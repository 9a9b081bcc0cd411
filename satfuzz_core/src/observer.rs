use crate::executor::{ExecutionStatus, ProcessOutput};
use std::any::Any;

/// An `Observer` monitors a single execution of the solver and keeps
/// whatever it needs from it.
///
/// Observers are invoked by an `Executor` before (`pre_exec`) and after
/// (`post_exec`) the solver runs. The engine reads the collected data back
/// through the concrete observer type once the execution has finished.
pub trait Observer: Send + Sync {
    /// Returns a static string name identifying the observer.
    fn name(&self) -> &'static str;

    /// Called by the `Executor` immediately before the solver is spawned.
    ///
    /// Implementations typically clear whatever the previous execution left
    /// behind (often by calling `self.reset()`).
    fn pre_exec(&mut self) -> Result<(), anyhow::Error>;

    /// Called by the `Executor` once the solver has exited, timed out or been
    /// cancelled.
    ///
    /// # Arguments
    /// * `status`: The `ExecutionStatus` reported by the `Executor`.
    /// * `output`: The captured process output. `None` when the process could
    ///   not be spawned at all.
    fn post_exec(
        &mut self,
        status: &ExecutionStatus,
        output: Option<&ProcessOutput>,
    ) -> Result<(), anyhow::Error>;

    /// Resets the internal state of the observer.
    fn reset(&mut self) -> Result<(), anyhow::Error>;

    fn as_any(&self) -> &dyn Any;

    fn as_any_mut(&mut self) -> &mut dyn Any;
}

/// An observer that performs no actions and collects no data.
#[derive(Default, Debug, Clone, Copy)]
pub struct NoOpObserver;

impl Observer for NoOpObserver {
    fn name(&self) -> &'static str {
        "NoOpObserver"
    }

    fn pre_exec(&mut self) -> Result<(), anyhow::Error> {
        Ok(())
    }

    fn post_exec(
        &mut self,
        _status: &ExecutionStatus,
        _output: Option<&ProcessOutput>,
    ) -> Result<(), anyhow::Error> {
        Ok(())
    }

    fn reset(&mut self) -> Result<(), anyhow::Error> {
        Ok(())
    }

    fn as_any(&self) -> &dyn Any {
        self
    }

    fn as_any_mut(&mut self) -> &mut dyn Any {
        self
    }
}

/// Keeps the standard error stream of the most recent execution.
///
/// Sanitizer reports are written to stderr, so this is what the oracle
/// examines to decide whether, and how, the solver crashed. Invalid UTF-8
/// is decoded lossily.
#[derive(Default, Debug, Clone)]
pub struct StderrObserver {
    last_stderr: Option<String>,
}

impl StderrObserver {
    pub fn new() -> Self {
        Self::default()
    }

    /// The stderr text of the last execution, or an empty string if nothing
    /// was captured.
    pub fn stderr(&self) -> &str {
        self.last_stderr.as_deref().unwrap_or("")
    }

    pub fn take(&mut self) -> String {
        self.last_stderr.take().unwrap_or_default()
    }
}

impl Observer for StderrObserver {
    fn name(&self) -> &'static str {
        "StderrObserver"
    }

    fn pre_exec(&mut self) -> Result<(), anyhow::Error> {
        self.reset()
    }

    fn post_exec(
        &mut self,
        _status: &ExecutionStatus,
        output: Option<&ProcessOutput>,
    ) -> Result<(), anyhow::Error> {
        self.last_stderr = output.map(|out| String::from_utf8_lossy(&out.stderr).into_owned());
        Ok(())
    }

    fn reset(&mut self) -> Result<(), anyhow::Error> {
        self.last_stderr = None;
        Ok(())
    }

    fn as_any(&self) -> &dyn Any {
        self
    }

    fn as_any_mut(&mut self) -> &mut dyn Any {
        self
    }
}
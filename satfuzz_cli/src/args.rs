use clap::Parser;
use satfuzz_core::CampaignArgs;
use std::ffi::OsString;
use std::path::PathBuf;
use thiserror::Error;

pub const USAGE: &str = "Usage: satfuzz <sut_source_dir> <inputs_dir> [<seed>]";

#[derive(Parser, Debug)]
#[clap(
    name = "satfuzz",
    about,
    long_about = None,
    disable_help_flag = true,
    disable_version_flag = true
)]
struct Cli {
    /// Source directory of the solver under test. Must contain runsat.sh.
    sut_source_dir: PathBuf,
    /// Directory whose .cnf files are run before fuzzing starts.
    inputs_dir: PathBuf,
    /// Seed for the campaign's random number generator.
    #[arg(allow_hyphen_values = true)]
    seed: Option<String>,
}

#[derive(Error, Debug)]
pub enum ArgsError {
    #[error("{}", USAGE)]
    Usage(String),
    #[error("Error: {} is not an existing directory", path.display())]
    InvalidPath { path: PathBuf },
}

impl ArgsError {
    pub fn exit_code(&self) -> i32 {
        1
    }
}

/// The validated command line.
#[derive(Debug, Clone, PartialEq, Eq)]
pub struct Invocation {
    pub sut_dir: PathBuf,
    pub inputs_dir: PathBuf,
    pub seed: Option<String>,
}

impl From<Invocation> for CampaignArgs {
    fn from(invocation: Invocation) -> Self {
        CampaignArgs {
            sut_dir: invocation.sut_dir,
            inputs_dir: invocation.inputs_dir,
            seed: invocation.seed,
        }
    }
}

fn require_dir(path: PathBuf) -> Result<PathBuf, ArgsError> {
    if path.is_dir() {
        Ok(path)
    } else {
        Err(ArgsError::InvalidPath { path })
    }
}

/// Parses the raw argument list, program name included, and checks that
/// both directories exist. The seed is passed through untouched.
pub fn validate_and_parse<I, T>(args: I) -> Result<Invocation, ArgsError>
where
    I: IntoIterator<Item = T>,
    T: Into<OsString> + Clone,
{
    let cli = Cli::try_parse_from(args).map_err(|e| ArgsError::Usage(e.to_string()))?;

    Ok(Invocation {
        sut_dir: require_dir(cli.sut_source_dir)?,
        inputs_dir: require_dir(cli.inputs_dir)?,
        seed: cli.seed,
    })
}
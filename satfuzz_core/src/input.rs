pub trait Input: Clone + Send + Sync + std::fmt::Debug + 'static {
    fn as_bytes(&self) -> &[u8];
    fn len(&self) -> usize;
    fn is_empty(&self) -> bool;
}

impl Input for Vec<u8> {
    fn as_bytes(&self) -> &[u8] {
        self.as_slice()
    }
    fn len(&self) -> usize {
        self.len()
    }
    fn is_empty(&self) -> bool {
        self.is_empty()
    }
}

/// A line-oriented view of a DIMACS CNF test case, as consumed by the mutators.
///
/// The header is kept verbatim. `declared_atoms` and `declared_clauses` are
/// only populated when both counts in a `p cnf <atoms> <clauses>` header
/// parse as integers.
#[derive(Debug, Clone, PartialEq, Eq)]
pub struct CnfFile {
    pub header: String,
    pub declared_atoms: Option<i64>,
    pub declared_clauses: Option<i64>,
    pub actual_clauses: usize,
    pub lines: Vec<String>,
}

impl CnfFile {
    /// Splits raw test case bytes into a header and body lines.
    ///
    /// Returns `None` when the file has fewer than two lines or when the
    /// header does not have exactly four whitespace-separated tokens; such
    /// files are not worth mutating structurally.
    pub fn parse(bytes: &[u8]) -> Option<Self> {
        let text = String::from_utf8_lossy(bytes);
        let mut all_lines: Vec<String> = text.split('\n').map(str::to_string).collect();
        if all_lines.len() < 2 {
            return None;
        }

        let header = all_lines.remove(0);
        let headings: Vec<&str> = header.split_whitespace().collect();
        if headings.len() != 4 {
            return None;
        }

        let (declared_atoms, declared_clauses) =
            match (headings[2].parse::<i64>(), headings[3].parse::<i64>()) {
                (Ok(atoms), Ok(clauses)) => (Some(atoms), Some(clauses)),
                _ => (None, None),
            };

        Some(Self {
            actual_clauses: all_lines.len(),
            header,
            declared_atoms,
            declared_clauses,
            lines: all_lines,
        })
    }
}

■ ■ ■

### EXERCISE AIM
Go over the listing above and copy out each line that includes "both".

### ANSWER FOR THE TASK
/// both directories exist. The seed is passed through untouched.
/// only populated when both counts in a `p cnf <atoms> <clauses>` header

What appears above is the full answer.